A Segunda Seção do Superior Tribunal de Justiça (STJ) vai decidir, em regime de recursos repetitivos, qual percentual e base de cálculo o vendedor pode reter quando o comprador desiste de um contrato de compra e venda de imóvel. A decisão terá repercussão em todo o país e valerá para contratos firmados antes e depois da Lei do Distrato (Lei nº 13.786/2018).
Dois recursos especiais foram afetados como representativos da controvérsia. O primeiro, REsp nº 2255054/MA, autuado em 28/01/2026, trata de contratos anteriores à vigência da lei.
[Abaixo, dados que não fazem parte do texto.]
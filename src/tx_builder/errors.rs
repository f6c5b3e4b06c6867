//! Error types for transaction building
//!
//! Validation variants describe intents that can never be built and are fatal
//! to that intent alone. The rest describe collaborators (quote services, the
//! RPC node, the keyring) that failed while building a valid intent.

use thiserror::Error;

use crate::rpc_manager::RpcManagerError;
use crate::types::SwapInType;

use super::BuilderKind;

#[derive(Error, Debug)]
pub enum BuildError {
    /// Direction is neither buy nor sell
    #[error("Invalid swap direction")]
    InvalidDirection,

    /// A sell must say whether `amount` is a percentage or a quantity
    #[error("Sell intent is missing in_type")]
    MissingInType,

    /// The strategy has no implementation for this input type
    #[error("Strategy {strategy} does not support in_type {in_type}")]
    UnsupportedInType {
        strategy: BuilderKind,
        in_type: SwapInType,
    },

    /// Decimals for the mint could not be resolved
    #[error("Token metadata missing for mint {mint}")]
    TokenMetadataMissing { mint: String },

    /// Priority relay requested without a fee bid
    #[error("Priority relay requested without a priority fee")]
    MissingPriorityFee,

    #[error("Invalid amount: {0}")]
    InvalidAmount(String),

    #[error("Invalid {field} address: {value}")]
    InvalidMint { field: &'static str, value: String },

    /// No keypair held for the intent's user
    #[error("No signer available for {0}")]
    UnknownSigner(String),

    /// The intent asked for a strategy this process was not configured with
    #[error("Strategy {0} is not configured")]
    StrategyUnavailable(BuilderKind),

    /// No pool registered for the mint
    #[error("No pool registered for mint {0}")]
    PoolNotFound(String),

    /// Percentage sell against an empty or missing token account
    #[error("No token balance for mint {0}")]
    NoTokenBalance(String),

    /// Quote, swap or order service failed
    #[error("Quote service error ({service}): {reason}")]
    QuoteService {
        service: &'static str,
        reason: String,
    },

    #[error("RPC error: {0}")]
    Rpc(#[from] RpcManagerError),

    /// Failed to sign the transaction
    #[error("Signing failed: {0}")]
    Signing(String),

    /// A service returned bytes that are not a usable transaction
    #[error("Invalid transaction payload: {0}")]
    InvalidTransaction(String),

    /// Failed to build an instruction for a specific program
    #[error("Instruction build error (program={program}): {reason}")]
    Instruction { program: String, reason: String },
}

impl BuildError {
    /// Malformed or unbuildable intent, as opposed to a collaborator failure
    pub fn is_validation(&self) -> bool {
        matches!(
            self,
            Self::InvalidDirection
                | Self::MissingInType
                | Self::UnsupportedInType { .. }
                | Self::TokenMetadataMissing { .. }
                | Self::MissingPriorityFee
                | Self::InvalidAmount(_)
                | Self::InvalidMint { .. }
                | Self::UnknownSigner(_)
                | Self::StrategyUnavailable(_)
                | Self::PoolNotFound(_)
                | Self::NoTokenBalance(_)
        )
    }

    /// Get the error category for metrics and observability
    pub fn category(&self) -> &'static str {
        match self {
            Self::InvalidDirection
            | Self::MissingInType
            | Self::UnsupportedInType { .. }
            | Self::MissingPriorityFee
            | Self::InvalidAmount(_)
            | Self::InvalidMint { .. } => "validation",
            Self::TokenMetadataMissing { .. } => "token_metadata",
            Self::UnknownSigner(_) | Self::Signing(_) => "signing",
            Self::StrategyUnavailable(_) => "config",
            Self::PoolNotFound(_) | Self::NoTokenBalance(_) => "state",
            Self::QuoteService { .. } => "quote",
            Self::Rpc(_) => "rpc",
            Self::InvalidTransaction(_) => "payload",
            Self::Instruction { .. } => "instruction",
        }
    }

    pub fn quote(service: &'static str, reason: impl Into<String>) -> Self {
        Self::QuoteService {
            service,
            reason: reason.into(),
        }
    }

    /// Create an instruction build error for a specific program
    pub fn instruction_failed(program: impl Into<String>, reason: impl Into<String>) -> Self {
        Self::Instruction {
            program: program.into(),
            reason: reason.into(),
        }
    }
}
O segundo, REsp nº 2255370/MA, autuado em 29/01/2026, analisa a questão em contratos de imóveis não edificados (lotes ou terrenos) firmados após a lei.
Por unanimidade, a Segunda Seção determinou a suspensão de todos os recursos especiais e agravos em recurso especial que versem sobre a mesma questão, conforme o art. 1.036 do Código de Processo Civil e o art. 256-L do Regimento Interno do STJ.
Com a fixação da tese, o STJ definirá, em âmbito nacional, quanto o vendedor poderá reter em caso de desistência do comprador. A medida busca dar mais segurança jurídica tanto para quem compra quanto para quem vende imóveis.